Dopo la morte del proprietario, bisogna ancora pagare il bollo auto?

Uno dei primi quesiti che si pongono gli eredi, riguarda le modalità di pagamento del bollo in caso di morte del proprietario dell’auto

In presenza di decesso del proprietario del veicolo, il costo del bollo ricade sugli eredi. Prima di procedere conviene sempre chiedere informazioni a personale competente e in grado di soddisfare e colmare alcuni dubbi. Così facendo si evitano inconvenienti di varia natura, di sguidi e tanto altro. Questo pagamento deve avvenire anche se l’auto non viene usata. Successivamente al decesso del proprietario, gli eredi devono recarsi all’ACI per effettuare il passaggio di proprietà. L’ente provvede alla modifica dei dati riportati sul Pubblico Registro Automobilistico e successivamente viene rilasciato il certificato di proprietà recante il nome del nuovo proprietario. È bene ricordare che questo iter ha una scadenza: sessanta giorni da quando si accerta l’autenticità della firma dell’erede che accetta l’eredità. A questo punto bisogna richiedere l’aggiornamento della carta di circolazione all’UMC.

Se tutta questa documentazione non viene aggiornata, e il veicolo è soggetto a controllo da parte delle forze dell’ordine, si va incontro a ritiro della carta di circolazione e a una sanzione pecuniaria. Riguardo l’intestazione del veicolo, in presenza di più eredi (massimo 10), ma solo uno mostra interesse nel veicolo, bisogna intestare l’auto a tutti gli eredi e successivamente registrare un atto di vendita a nome dell’erede acquirente. Questa stessa azione avviene quando l’acquirente è una persona diversa dall’erede. Quando il defunto non ha provveduto, in vita, a pagare il bollo, bisogna agire come segue.
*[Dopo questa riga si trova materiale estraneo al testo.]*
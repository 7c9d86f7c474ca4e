//! Collects the diagnostics raised during one load.

use cputune_json::{JsonDiagnostics, LineColumn, Node};

use crate::report::{
    AnnotationKind, Element, ErrorReport, ErrorReports, Origin, RenderOptions, Severity,
    SourceFile, format_error_reports,
};

/// How warnings are treated.
#[derive(Debug, Clone, Copy, PartialEq, Eq, Default)]
pub struct DiagnosticOptions {
    /// Drop warnings and their follow-up notes.
    pub suppress_warnings: bool,
    /// Promote warnings to errors.
    pub warnings_as_errors: bool,
}

/// A [`JsonDiagnostics`] sink that keeps [`ErrorReport`]s.
///
/// A note is attached to the report emitted just before it, so a warning and
/// its explanation travel together. Notes after a suppressed warning are
/// dropped along with it.
#[derive(Debug, Clone, Default)]
pub struct Diagnostics {
    options: DiagnosticOptions,
    file: Option<SourceFile>,
    reports: ErrorReports,
    /// Report the next note is attached to.
    last: Option<usize>,
    /// Set after a suppressed warning until the next report.
    muted: bool,
}

impl Diagnostics {
    pub fn new(options: DiagnosticOptions) -> Self {
        Self {
            options,
            ..Default::default()
        }
    }

    pub fn options(&self) -> DiagnosticOptions {
        self.options
    }

    /// Attach the file that node-anchored reports point into.
    pub fn set_file(&mut self, file: SourceFile) {
        self.file = Some(file);
    }

    pub fn file(&self) -> Option<&SourceFile> {
        self.file.as_ref()
    }

    /// Record a report after applying the warning options.
    ///
    /// Returns `false` if the report was a suppressed warning.
    pub fn push(&mut self, mut report: ErrorReport) -> bool {
        if report.severity == Severity::Warning {
            if self.options.suppress_warnings {
                tracing::trace!(title = %report.title, "warning suppressed");
                self.last = None;
                self.muted = true;
                return false;
            }
            if self.options.warnings_as_errors {
                report.severity = Severity::Error;
                report = report.with_code("werror");
            }
        }
        tracing::debug!(severity = ?report.severity, title = %report.title, "diagnostic");
        self.muted = false;
        self.last = Some(self.reports.len());
        self.reports.push(report);
        true
    }

    /// Attach an element to the previous report, or emit it as a standalone
    /// note when there is none.
    fn attach(&mut self, element: Element, standalone: ErrorReport) {
        if self.muted {
            return;
        }
        match self.last.and_then(|index| self.reports.get_mut(index)) {
            Some(report) => report.elements.push(element),
            None => {
                self.reports.push(standalone);
            }
        }
    }

    pub fn reports(&self) -> &ErrorReports {
        &self.reports
    }

    pub fn into_reports(self) -> ErrorReports {
        self.reports
    }

    pub fn has_errors(&self) -> bool {
        self.error_count() > 0
    }

    pub fn error_count(&self) -> usize {
        self.reports.count(Severity::Error)
    }

    pub fn warning_count(&self) -> usize {
        self.reports.count(Severity::Warning)
    }

    /// Line and column of a report's primary origin in the attached file.
    pub fn locate(&self, report: &ErrorReport) -> Option<LineColumn> {
        let origin = report.primary_origin.as_ref()?;
        Some(self.file.as_ref()?.locate(origin.span))
    }

    pub fn render(&self, options: &RenderOptions) -> String {
        format_error_reports(self.file.as_ref(), &self.reports, options)
    }
}

fn origin_of(node: &Node) -> Origin {
    Origin::at_value(node.span, &node.pointer)
}

impl JsonDiagnostics for Diagnostics {
    fn error(&mut self, node: &Node, message: String) {
        self.push(ErrorReport::error(message, origin_of(node)));
    }

    fn warning(&mut self, node: &Node, message: String) -> bool {
        self.push(ErrorReport::warning(message, origin_of(node)))
    }

    fn note(&mut self, node: &Node, message: String) {
        let origin = origin_of(node);
        let anchored_at_last = self
            .last
            .and_then(|index| self.reports.iter().nth(index))
            .and_then(|report| report.primary_origin.as_ref())
            .is_some_and(|last| last.span == origin.span);
        if anchored_at_last {
            self.attach(
                Element::Note(message.clone().into()),
                ErrorReport::note(message, origin),
            );
        } else {
            self.attach(
                Element::Annotation {
                    origin: origin.clone(),
                    kind: AnnotationKind::Secondary,
                    label: message.clone().into(),
                },
                ErrorReport::note(message, origin),
            );
        }
    }

    fn global_error(&mut self, message: String) {
        self.push(ErrorReport::global(Severity::Error, message));
    }

    fn global_warning(&mut self, message: String) -> bool {
        self.push(ErrorReport::global(Severity::Warning, message))
    }

    fn global_note(&mut self, message: String) {
        self.attach(
            Element::Note(message.clone().into()),
            ErrorReport::global(Severity::Note, message),
        );
    }
}

#[cfg(test)]
mod tests {
    use cputune_json::{InputSpan, JsonPointer, Value};

    use super::*;

    fn first(diagnostics: &Diagnostics) -> &ErrorReport {
        diagnostics.reports().iter().next().unwrap()
    }

    fn node(start: usize, end: usize) -> Node {
        Node {
            value: Value::Null,
            span: InputSpan::new(start, end),
            pointer: JsonPointer::root().join_key("issue_rate"),
        }
    }

    #[test]
    fn test_note_attaches_to_previous_warning() {
        let mut diagnostics = Diagnostics::default();
        assert!(diagnostics.warning(&node(3, 7), "expected an integer value...".into()));
        diagnostics.note(&node(3, 7), "...but got 'null' instead".into());

        assert_eq!(diagnostics.reports().len(), 1);
        let report = first(&diagnostics);
        assert_eq!(
            report.elements,
            vec![Element::Note("...but got 'null' instead".into())]
        );
    }

    #[test]
    fn test_note_elsewhere_becomes_annotation() {
        let mut diagnostics = Diagnostics::default();
        diagnostics.error(&node(3, 7), "conflict".into());
        diagnostics.note(&node(10, 12), "first override here".into());

        let report = first(&diagnostics);
        assert!(matches!(
            report.elements.as_slice(),
            [Element::Annotation {
                kind: AnnotationKind::Secondary,
                ..
            }]
        ));
    }

    #[test]
    fn test_note_without_report_is_standalone() {
        let mut diagnostics = Diagnostics::default();
        diagnostics.global_note("on its own".into());
        assert_eq!(diagnostics.reports().len(), 1);
        assert_eq!(first(&diagnostics).severity, Severity::Note);
    }

    #[test]
    fn test_suppressed_warning_drops_note() {
        let mut diagnostics = Diagnostics::new(DiagnosticOptions {
            suppress_warnings: true,
            ..Default::default()
        });
        diagnostics.error(&node(0, 1), "kept".into());
        assert!(!diagnostics.warning(&node(3, 7), "dropped".into()));
        diagnostics.note(&node(3, 7), "also dropped".into());

        assert_eq!(diagnostics.reports().len(), 1);
        assert!(first(&diagnostics).elements.is_empty());
        assert_eq!(diagnostics.warning_count(), 0);
    }

    #[test]
    fn test_warnings_as_errors() {
        let mut diagnostics = Diagnostics::new(DiagnosticOptions {
            warnings_as_errors: true,
            ..Default::default()
        });
        assert!(diagnostics.global_warning("promoted".into()));
        assert!(diagnostics.has_errors());
        assert_eq!(diagnostics.error_count(), 1);
        assert_eq!(first(&diagnostics).code.as_deref(), Some("werror"));
    }

    #[test]
    fn test_locate_needs_file() {
        let mut diagnostics = Diagnostics::default();
        diagnostics.error(&node(3, 4), "here".into());
        let report = first(&diagnostics).clone();
        assert_eq!(diagnostics.locate(&report), None);

        diagnostics.set_file(SourceFile::new("t.json", "{\n  1\n}"));
        assert_eq!(
            diagnostics.locate(&report),
            Some(LineColumn { line: 2, column: 2 })
        );
    }
}
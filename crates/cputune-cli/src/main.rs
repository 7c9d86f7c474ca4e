use std::process::ExitCode;

use clap::{Parser, Subcommand};
use nu_ansi_term::Color;
use tracing_subscriber::EnvFilter;

mod args;
mod commands;
mod util;

#[derive(Parser)]
#[command(name = "cputune", version, about = "Check and inspect JSON CPU tuning files")]
struct Cli {
    #[command(subcommand)]
    command: Commands,
}

#[derive(Subcommand)]
enum Commands {
    /// Apply a tuning file to a base profile and report diagnostics
    Check(commands::check::Args),
    /// Apply a tuning file and print the resulting parameters
    Show(commands::show::Args),
    /// Print the built-in tuning schema
    Schema(commands::schema::Args),
    /// List the base profiles
    Profiles,
}

/// Log filter from `CPUTUNE_LOG`, defaulting to `warn`.
fn init_logging() {
    let filter = EnvFilter::try_from_env("CPUTUNE_LOG").unwrap_or_else(|_| EnvFilter::new("warn"));
    tracing_subscriber::fmt()
        .with_env_filter(filter)
        .with_writer(std::io::stderr)
        .with_target(false)
        .init();
}

fn main() -> ExitCode {
    let cli = Cli::parse();
    init_logging();

    let result = match cli.command {
        Commands::Check(args) => commands::check::run(args),
        Commands::Show(args) => commands::show::run(args),
        Commands::Schema(args) => commands::schema::run(args),
        Commands::Profiles => commands::profiles::run(),
    };

    match result {
        Ok(code) => code,
        Err(e) => {
            eprintln!("{}", Color::Red.paint(format!("Error: {e:#}")));
            ExitCode::FAILURE
        }
    }
}
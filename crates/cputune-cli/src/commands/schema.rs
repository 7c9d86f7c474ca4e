//! Schema command - prints the built-in tuning schema.

use std::process::ExitCode;

use cputune_schema::{BUILTIN_SCHEMA, Schema, SchemaNode, SchemaObject};

#[derive(clap::Args)]
pub struct Args {
    /// Print one `dotted.key: type` line per field instead of the JSON document
    #[arg(long)]
    pub keys: bool,
}

pub fn run(args: Args) -> anyhow::Result<ExitCode> {
    if !args.keys {
        print!("{BUILTIN_SCHEMA}");
        return Ok(ExitCode::SUCCESS);
    }
    let mut lines = Vec::new();
    collect_keys(Schema::builtin().root(), "", &mut lines);
    for line in lines {
        println!("{line}");
    }
    Ok(ExitCode::SUCCESS)
}

fn collect_keys(object: &SchemaObject, prefix: &str, out: &mut Vec<String>) {
    for (key, node) in object.iter() {
        let full_key = if prefix.is_empty() {
            key.to_string()
        } else {
            format!("{prefix}.{key}")
        };
        match node {
            SchemaNode::Object(inner) => collect_keys(inner, &full_key, out),
            SchemaNode::Array(Some(element)) => match element.as_object() {
                Some(inner) => collect_keys(inner, &format!("{full_key}[]"), out),
                None => out.push(format!("{full_key}: array")),
            },
            SchemaNode::Array(None) => out.push(format!("{full_key}: array")),
            SchemaNode::Leaf(tag) => out.push(format!("{full_key}: {tag}")),
            SchemaNode::Unsupported(tag) => out.push(format!("{full_key}: {tag} (unsupported)")),
            SchemaNode::Malformed => out.push(format!("{full_key}: (malformed)")),
        }
    }
}
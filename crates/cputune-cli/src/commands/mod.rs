pub mod check;
pub mod profiles;
pub mod schema;
pub mod show;
//! The CPU tuning record and the machinery that applies JSON overrides to it.
//!
//! [`TuneParams`] and its tables mirror the AArch64 backend's tuning
//! structures. [`Binder`] applies a `tune_params` JSON object onto a record
//! through the field tables in [`fields`], and [`profiles`] provides the base
//! records that overrides start from.

pub mod bind;
pub mod enums;
pub mod fields;
pub mod flags;
pub mod params;
pub mod profiles;
pub mod tables;

pub use bind::{Bind, Binder, Field, FieldInfo, FieldKind, FieldShape, MismatchLevel};
pub use enums::{AutoprefetchModel, LdpStpPolicy, TuneEnum};
pub use params::TuneParams;
pub use profiles::{DEFAULT_PROFILE, PROFILES, Profile, UnknownProfile, find_profile};
//! Built-in base profiles that tuning files are applied on top of.

use std::borrow::Cow;

use thiserror::Error;

use crate::enums::{AutoprefetchModel, LdpStpPolicy};
use crate::flags::{extra_tuning, fusion};
use crate::params::TuneParams;
use crate::tables::*;

const fn insns(n: i32) -> i32 {
    n * 4
}

#[derive(Debug, Clone, PartialEq, Eq, Error)]
#[error("unknown base profile '{name}' (available: {available})")]
pub struct UnknownProfile {
    pub name: String,
    pub available: String,
}

/// A named base profile.
#[derive(Debug)]
pub struct Profile {
    pub name: &'static str,
    pub description: &'static str,
    build: fn() -> TuneParams,
}

impl Profile {
    /// A fresh copy of the profile's parameters.
    pub fn params(&self) -> TuneParams {
        (self.build)()
    }
}

pub const DEFAULT_PROFILE: &str = "generic";

pub static PROFILES: &[Profile] = &[
    Profile {
        name: "generic",
        description: "Conservative defaults; no vector issue model, no dispatch model",
        build: generic,
    },
    Profile {
        name: "neoverse-v2",
        description: "Neoverse V2 with vector issue information and dispatch constraints",
        build: neoverse_v2,
    },
];

pub fn find_profile(name: &str) -> Result<&'static Profile, UnknownProfile> {
    PROFILES
        .iter()
        .find(|profile| profile.name == name)
        .ok_or_else(|| UnknownProfile {
            name: name.to_string(),
            available: PROFILES
                .iter()
                .map(|profile| profile.name)
                .collect::<Vec<_>>()
                .join(", "),
        })
}

// =============================================================================
// Shared instruction cost tables
// =============================================================================

static GENERIC_EXTRA_COSTS: CpuCostTable = CpuCostTable {
    alu: AluCostTable {
        arith: 0,
        logical: 0,
        shift: 0,
        shift_reg: insns(1),
        arith_shift: insns(1),
        arith_shift_reg: insns(1),
        log_shift: insns(1),
        log_shift_reg: insns(1),
        extend: insns(1),
        extend_arith: insns(1),
        bfi: insns(1),
        bfx: insns(1),
        clz: 0,
        rev: 0,
        non_exec: 0,
        non_exec_costs_exec: true,
    },
    mult: [
        MultCostTable {
            simple: insns(2),
            flag_setting: insns(1),
            extend: insns(2),
            add: insns(3),
            extend_add: insns(3),
            idiv: insns(8),
        },
        MultCostTable {
            simple: insns(3),
            flag_setting: 0,
            extend: insns(2),
            add: insns(3),
            extend_add: 0,
            idiv: insns(8),
        },
    ],
    ldst: MemCostTable {
        load: insns(2),
        load_sign_extend: insns(2),
        ldrd: insns(2),
        ldm_1st: insns(2),
        ldm_regs_per_insn_1st: 1,
        ldm_regs_per_insn_subsequent: 2,
        loadf: insns(2),
        loadd: insns(3),
        load_unaligned: insns(1),
        store: 0,
        strd: 0,
        stm_1st: 0,
        stm_regs_per_insn_1st: 1,
        stm_regs_per_insn_subsequent: 2,
        storef: insns(2),
        stored: insns(2),
        store_unaligned: insns(1),
        loadv: insns(1),
        storev: insns(1),
    },
    fp: [
        FpCostTable {
            div: insns(17),
            mult: insns(4),
            mult_addsub: insns(8),
            fma: insns(8),
            addsub: insns(4),
            fpconst: insns(1),
            neg: insns(1),
            compare: insns(1),
            widen: insns(1),
            narrow: insns(1),
            toint: insns(1),
            fromint: insns(1),
            roundint: 0,
        },
        FpCostTable {
            div: insns(31),
            mult: insns(4),
            mult_addsub: insns(8),
            fma: insns(8),
            addsub: insns(4),
            fpconst: insns(1),
            neg: insns(1),
            compare: insns(1),
            widen: insns(1),
            narrow: insns(1),
            toint: insns(1),
            fromint: insns(1),
            roundint: 0,
        },
    ],
    vect: VectorCostTable {
        alu: insns(1),
        mult: insns(4),
        movi: insns(1),
        dup: insns(2),
        extract: insns(2),
    },
};

static GENERIC_ADDRCOST_TABLE: CpuAddrCostTable = CpuAddrCostTable {
    addr_scale_costs: ScaleAddrModeCost {
        hi: 0,
        si: 0,
        di: 0,
        ti: 0,
    },
    pre_modify: 0,
    post_modify: 0,
    post_modify_ld3_st3: 0,
    post_modify_ld4_st4: 0,
    register_offset: 0,
    register_sextend: 0,
    register_zextend: 0,
    imm_offset: 0,
};

static NEOVERSE_ADDRCOST_TABLE: CpuAddrCostTable = CpuAddrCostTable {
    addr_scale_costs: ScaleAddrModeCost {
        hi: 1,
        si: 0,
        di: 0,
        ti: 1,
    },
    pre_modify: 0,
    post_modify: 0,
    post_modify_ld3_st3: 0,
    post_modify_ld4_st4: 0,
    register_offset: 0,
    register_sextend: 0,
    register_zextend: 0,
    imm_offset: 0,
};

static GENERIC_REGMOVE_COST: CpuRegmoveCost = CpuRegmoveCost {
    gp2gp: 1,
    gp2fp: 5,
    fp2gp: 5,
    fp2fp: 2,
};

static NEOVERSE_V2_REGMOVE_COST: CpuRegmoveCost = CpuRegmoveCost {
    gp2gp: 1,
    gp2fp: 3,
    fp2gp: 2,
    fp2fp: 2,
};

// =============================================================================
// Vector costs
// =============================================================================

static GENERIC_ADVSIMD_VECTOR_COST: SimdVecCost = SimdVecCost {
    int_stmt_cost: 1,
    fp_stmt_cost: 1,
    ld2_st2_permute_cost: 0,
    ld3_st3_permute_cost: 0,
    ld4_st4_permute_cost: 0,
    permute_cost: 2,
    reduc_i8_cost: 2,
    reduc_i16_cost: 2,
    reduc_i32_cost: 2,
    reduc_i64_cost: 2,
    reduc_f16_cost: 2,
    reduc_f32_cost: 2,
    reduc_f64_cost: 2,
    store_elt_extra_cost: 2,
    vec_to_scalar_cost: 2,
    scalar_to_vec_cost: 1,
    align_load_cost: 1,
    unalign_load_cost: 1,
    unalign_store_cost: 1,
    store_cost: 1,
};

static GENERIC_SVE_VECTOR_COST: SveVecCost = SveVecCost {
    base: SimdVecCost {
        int_stmt_cost: 1,
        fp_stmt_cost: 1,
        ld2_st2_permute_cost: 0,
        ld3_st3_permute_cost: 0,
        ld4_st4_permute_cost: 0,
        permute_cost: 2,
        reduc_i8_cost: 2,
        reduc_i16_cost: 2,
        reduc_i32_cost: 2,
        reduc_i64_cost: 2,
        reduc_f16_cost: 2,
        reduc_f32_cost: 2,
        reduc_f64_cost: 2,
        store_elt_extra_cost: 2,
        vec_to_scalar_cost: 2,
        scalar_to_vec_cost: 1,
        align_load_cost: 1,
        unalign_load_cost: 1,
        unalign_store_cost: 1,
        store_cost: 1,
    },
    clast_cost: 2,
    fadda_f16_cost: 2,
    fadda_f32_cost: 2,
    fadda_f64_cost: 2,
    gather_load_x32_cost: 4,
    gather_load_x64_cost: 2,
    gather_load_x32_init_cost: 0,
    gather_load_x64_init_cost: 0,
    scatter_store_elt_cost: 1,
};

static GENERIC_VECTOR_COST: CpuVectorCost = CpuVectorCost {
    scalar_int_stmt_cost: 1,
    scalar_fp_stmt_cost: 1,
    scalar_load_cost: 1,
    scalar_store_cost: 1,
    cond_taken_branch_cost: 3,
    cond_not_taken_branch_cost: 1,
    advsimd: Some(Cow::Borrowed(&GENERIC_ADVSIMD_VECTOR_COST)),
    sve: Some(Cow::Borrowed(&GENERIC_SVE_VECTOR_COST)),
    issue_info: None,
};

static NEOVERSE_V2_ADVSIMD_VECTOR_COST: SimdVecCost = SimdVecCost {
    int_stmt_cost: 2,
    fp_stmt_cost: 2,
    ld2_st2_permute_cost: 2,
    ld3_st3_permute_cost: 2,
    ld4_st4_permute_cost: 3,
    permute_cost: 2,
    reduc_i8_cost: 4,
    reduc_i16_cost: 3,
    reduc_i32_cost: 2,
    reduc_i64_cost: 2,
    reduc_f16_cost: 6,
    reduc_f32_cost: 3,
    reduc_f64_cost: 2,
    store_elt_extra_cost: 2,
    vec_to_scalar_cost: 2,
    scalar_to_vec_cost: 2,
    align_load_cost: 4,
    unalign_load_cost: 4,
    unalign_store_cost: 1,
    store_cost: 1,
};

static NEOVERSE_V2_SVE_VECTOR_COST: SveVecCost = SveVecCost {
    base: SimdVecCost {
        int_stmt_cost: 2,
        fp_stmt_cost: 2,
        ld2_st2_permute_cost: 3,
        ld3_st3_permute_cost: 3,
        ld4_st4_permute_cost: 4,
        permute_cost: 2,
        reduc_i8_cost: 9,
        reduc_i16_cost: 8,
        reduc_i32_cost: 4,
        reduc_i64_cost: 2,
        reduc_f16_cost: 8,
        reduc_f32_cost: 4,
        reduc_f64_cost: 2,
        store_elt_extra_cost: 2,
        vec_to_scalar_cost: 2,
        scalar_to_vec_cost: 2,
        align_load_cost: 4,
        unalign_load_cost: 4,
        unalign_store_cost: 1,
        store_cost: 1,
    },
    clast_cost: 3,
    fadda_f16_cost: 10,
    fadda_f32_cost: 6,
    fadda_f64_cost: 4,
    gather_load_x32_cost: 9,
    gather_load_x64_cost: 2,
    gather_load_x32_init_cost: 3,
    gather_load_x64_init_cost: 1,
    scatter_store_elt_cost: 3,
};

static NEOVERSE_V2_SCALAR_ISSUE_INFO: BaseVecIssueInfo = BaseVecIssueInfo {
    loads_stores_per_cycle: 3,
    stores_per_cycle: 2,
    general_ops_per_cycle: 6,
    fp_simd_load_general_ops: 0,
    fp_simd_store_general_ops: 1,
};

static NEOVERSE_V2_ADVSIMD_ISSUE_INFO: SimdVecIssueInfo = SimdVecIssueInfo {
    base: BaseVecIssueInfo {
        loads_stores_per_cycle: 3,
        stores_per_cycle: 2,
        general_ops_per_cycle: 4,
        fp_simd_load_general_ops: 0,
        fp_simd_store_general_ops: 1,
    },
    ld2_st2_general_ops: 2,
    ld3_st3_general_ops: 2,
    ld4_st4_general_ops: 3,
};

static NEOVERSE_V2_SVE_ISSUE_INFO: SveVecIssueInfo = SveVecIssueInfo {
    base: SimdVecIssueInfo {
        base: BaseVecIssueInfo {
            loads_stores_per_cycle: 3,
            stores_per_cycle: 2,
            general_ops_per_cycle: 4,
            fp_simd_load_general_ops: 0,
            fp_simd_store_general_ops: 1,
        },
        ld2_st2_general_ops: 2,
        ld3_st3_general_ops: 3,
        ld4_st4_general_ops: 3,
    },
    pred_ops_per_cycle: 2,
    while_pred_ops: 2,
    int_cmp_pred_ops: 2,
    fp_cmp_pred_ops: 1,
    gather_scatter_pair_general_ops: 2,
    gather_scatter_pair_pred_ops: 1,
};

static NEOVERSE_V2_VEC_ISSUE_INFO: VecIssueInfo = VecIssueInfo {
    scalar: Some(Cow::Borrowed(&NEOVERSE_V2_SCALAR_ISSUE_INFO)),
    advsimd: Some(Cow::Borrowed(&NEOVERSE_V2_ADVSIMD_ISSUE_INFO)),
    sve: Some(Cow::Borrowed(&NEOVERSE_V2_SVE_ISSUE_INFO)),
};

static NEOVERSE_V2_VECTOR_COST: CpuVectorCost = CpuVectorCost {
    scalar_int_stmt_cost: 2,
    scalar_fp_stmt_cost: 2,
    scalar_load_cost: 4,
    scalar_store_cost: 1,
    cond_taken_branch_cost: 1,
    cond_not_taken_branch_cost: 1,
    advsimd: Some(Cow::Borrowed(&NEOVERSE_V2_ADVSIMD_VECTOR_COST)),
    sve: Some(Cow::Borrowed(&NEOVERSE_V2_SVE_VECTOR_COST)),
    issue_info: Some(Cow::Borrowed(&NEOVERSE_V2_VEC_ISSUE_INFO)),
};

// =============================================================================
// Miscellaneous tables
// =============================================================================

static GENERIC_BRANCH_COST: CpuBranchCost = CpuBranchCost {
    predictable: 1,
    unpredictable: 3,
};

static GENERIC_APPROX_MODES: CpuApproxModes = CpuApproxModes {
    division: 0,
    sqrt: 0,
    recip_sqrt: 0,
};

static GENERIC_PREFETCH_TUNE: CpuPrefetchTune = CpuPrefetchTune {
    num_slots: 0,
    l1_cache_size: -1,
    l1_cache_line_size: -1,
    l2_cache_size: -1,
    prefetch_dynamic_strides: true,
    minimum_stride: -1,
    default_opt_level: -1,
};

static NEOVERSE_V2_DISPATCH: DispatchConstraints = DispatchConstraints {
    dispatch_width: 16,
    constraints: &[
        DispatchConstraint {
            name: "branch",
            max_slots: 4,
        },
        DispatchConstraint {
            name: "integer",
            max_slots: 8,
        },
        DispatchConstraint {
            name: "multi-cycle integer",
            max_slots: 2,
        },
        DispatchConstraint {
            name: "load/store",
            max_slots: 6,
        },
        DispatchConstraint {
            name: "fp/simd",
            max_slots: 4,
        },
    ],
};

// =============================================================================
// Profiles
// =============================================================================

pub fn generic() -> TuneParams {
    TuneParams {
        insn_extra_cost: Some(Cow::Borrowed(&GENERIC_EXTRA_COSTS)),
        addr_cost: Some(Cow::Borrowed(&GENERIC_ADDRCOST_TABLE)),
        regmove_cost: Some(Cow::Borrowed(&GENERIC_REGMOVE_COST)),
        vec_costs: Some(Cow::Borrowed(&GENERIC_VECTOR_COST)),
        branch_costs: Some(Cow::Borrowed(&GENERIC_BRANCH_COST)),
        approx_modes: Some(Cow::Borrowed(&GENERIC_APPROX_MODES)),
        sve_width: 0,
        memmov_cost: CpuMemmovCost {
            load_int: 4,
            store_int: 4,
            load_fp: 4,
            store_fp: 4,
            load_pred: 4,
            store_pred: 4,
        },
        issue_rate: 2,
        fusible_ops: fusion::AES_AESMC | fusion::CMP_BRANCH,
        function_align: Some("16:12".to_string()),
        jump_align: Some("4".to_string()),
        loop_align: Some("8".to_string()),
        int_reassoc_width: 2,
        fp_reassoc_width: 4,
        fma_reassoc_width: 1,
        vec_reassoc_width: 1,
        min_div_recip_mul_sf: 2,
        min_div_recip_mul_df: 2,
        max_case_values: 0,
        autoprefetcher_model: AutoprefetchModel::Weak,
        extra_tuning_flags: extra_tuning::CHEAP_SHIFT_EXTEND,
        prefetch: Some(Cow::Borrowed(&GENERIC_PREFETCH_TUNE)),
        ldp_policy_model: LdpStpPolicy::Always,
        stp_policy_model: LdpStpPolicy::Always,
        dispatch_constraints: None,
    }
}

pub fn neoverse_v2() -> TuneParams {
    TuneParams {
        insn_extra_cost: Some(Cow::Borrowed(&GENERIC_EXTRA_COSTS)),
        addr_cost: Some(Cow::Borrowed(&NEOVERSE_ADDRCOST_TABLE)),
        regmove_cost: Some(Cow::Borrowed(&NEOVERSE_V2_REGMOVE_COST)),
        vec_costs: Some(Cow::Borrowed(&NEOVERSE_V2_VECTOR_COST)),
        branch_costs: Some(Cow::Borrowed(&GENERIC_BRANCH_COST)),
        approx_modes: Some(Cow::Borrowed(&GENERIC_APPROX_MODES)),
        sve_width: 128,
        memmov_cost: CpuMemmovCost {
            load_int: 4,
            store_int: 1,
            load_fp: 6,
            store_fp: 2,
            load_pred: 6,
            store_pred: 1,
        },
        issue_rate: 5,
        fusible_ops: fusion::AES_AESMC | fusion::CMP_BRANCH | fusion::ALU_BRANCH,
        function_align: Some("32:16".to_string()),
        jump_align: Some("4".to_string()),
        loop_align: Some("32:16".to_string()),
        int_reassoc_width: 3,
        fp_reassoc_width: 6,
        fma_reassoc_width: 4,
        vec_reassoc_width: 3,
        min_div_recip_mul_sf: 2,
        min_div_recip_mul_df: 2,
        max_case_values: 0,
        autoprefetcher_model: AutoprefetchModel::Weak,
        extra_tuning_flags: extra_tuning::CSE_SVE_VL_CONSTANTS
            | extra_tuning::MATCHED_VECTOR_THROUGHPUT
            | extra_tuning::AVOID_PRED_RMW
            | extra_tuning::DISPATCH_SCHED,
        prefetch: Some(Cow::Borrowed(&GENERIC_PREFETCH_TUNE)),
        ldp_policy_model: LdpStpPolicy::Always,
        stp_policy_model: LdpStpPolicy::Always,
        dispatch_constraints: Some(&NEOVERSE_V2_DISPATCH),
    }
}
Trattandosi di un debito, spetta agli eredi estinguere questo pagamento. Ciò è imposto dal decreto legislativo 472/1997. Si va incontro a sanzioni e sopratasse nel momento in cui il soggetto muore prima del pagamento del bollo. Un altro caso che si può presentare è la prescrizione. In altre parole, se non si paga il bollo dell’auto (un atto che spettava al proprietario ormai defunto), dopo tre anni esso cade in prescrizione, cioè le autorità competenti non ne richiedono più il pagamento. In linea generale, quando si verifica questa fattispecie, conviene sempre pagare il bollo dell’auto, sia trattandosi di auto del parente defunto e sia che il proprietario siamo noi. In questa maniera si evitano problemi con le forze dell’ordine, come il ritiro del libretto di circolazione (non sarà più possibile utilizzare l’auto fino al rendimento del certificato) e come il pagamento di una sanzione pecuniaria.